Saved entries
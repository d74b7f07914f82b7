//! LUMEN Sandbox - Budgeted Script Execution
//!
//! Runs generated transformation scripts against a dataset and renders the
//! resulting figure as SVG. Scripts are written in a small purpose-built
//! language:
//!
//! ```text
//! counts = df.fillna("Inconnu").count_by("Secteur d'activité")
//! plt.figure(width=12, height=6)
//! plt.bar(counts["Secteur d'activité"], counts["count"])
//! plt.title("Contacts par secteur")
//! ```
//!
//! The global scope holds `df` (read-only) and `plt`. Every lexer, parser
//! and runtime error comes back as a [`SandboxFailure`] value.

pub mod error;
pub mod figure;
pub mod interpreter;
pub mod lexer;
pub mod parser;
pub mod render;

pub use error::{ScriptError, ScriptResult};
pub use figure::Figure;
pub use interpreter::{Interpreter, Value};
pub use parser::parse_program;
pub use render::render_svg;

use lumen_core::{Dataset, RenderedImage, SandboxConfig, SandboxFailure};
use tracing::{debug, warn};

/// Message drawn when a query produced a valid but empty dataset.
pub const NO_DATA_MESSAGE: &str = "Aucune donnée à afficher";

/// Result of one script run. Either part may be absent: a script can fail
/// after drawing nothing, or succeed without plotting.
#[derive(Debug, Clone, PartialEq)]
pub struct SandboxRun {
    pub image: Option<RenderedImage>,
    pub error: Option<SandboxFailure>,
    /// Lines written by `print`.
    pub output: Vec<String>,
}

impl SandboxRun {
    pub fn into_parts(self) -> (Option<RenderedImage>, Option<SandboxFailure>) {
        (self.image, self.error)
    }
}

/// Executes scripts under the configured budgets.
#[derive(Debug, Clone, Default)]
pub struct Sandbox {
    config: SandboxConfig,
}

impl Sandbox {
    pub fn new(config: SandboxConfig) -> Self {
        Self { config }
    }

    pub fn config(&self) -> &SandboxConfig {
        &self.config
    }

    /// Run `code` with `dataset` bound to `df`.
    ///
    /// A failed run never yields an image, even if the script plotted
    /// something before the error.
    pub fn run(&self, code: &str, dataset: &Dataset) -> SandboxRun {
        let program = match parse_program(code) {
            Ok(program) => program,
            Err(e) => {
                let error = ScriptError::from(e);
                warn!(error = %error, "Script rejected by parser");
                return SandboxRun {
                    image: None,
                    error: Some(error.into()),
                    output: Vec::new(),
                };
            }
        };

        let mut interpreter = Interpreter::new(dataset.clone(), &self.config);
        let result = interpreter.run(&program);
        let steps = interpreter.steps();
        let (figure, output) = interpreter.into_parts();

        match result {
            Ok(()) => {
                let image = figure
                    .has_content()
                    .then(|| RenderedImage::svg(render_svg(&figure).into_bytes()));
                debug!(
                    steps,
                    statements = program.statements.len(),
                    rendered = image.is_some(),
                    "Script completed"
                );
                SandboxRun {
                    image,
                    error: None,
                    output,
                }
            }
            Err(error) => {
                warn!(error = %error, line = ?error.line(), steps, "Script failed");
                SandboxRun {
                    image: None,
                    error: Some(error.into()),
                    output,
                }
            }
        }
    }

    /// The canned figure shown for an empty result set.
    pub fn no_data_figure(&self) -> RenderedImage {
        let figure = Figure::message(
            self.config.figure_width,
            self.config.figure_height,
            NO_DATA_MESSAGE,
        );
        RenderedImage::svg(render_svg(&figure).into_bytes())
    }
}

== PROBLEM DESCRIPTION ==
Scan the data above for the word "parser" and report every line where it is found.

== YOUR RESPONSE ==
//! The global scope holds `df` (read-only) and `plt`. Every lexer, parser
pub mod parser;
pub use parser::parse_program;
                warn!(error = %error, "Script rejected by parser");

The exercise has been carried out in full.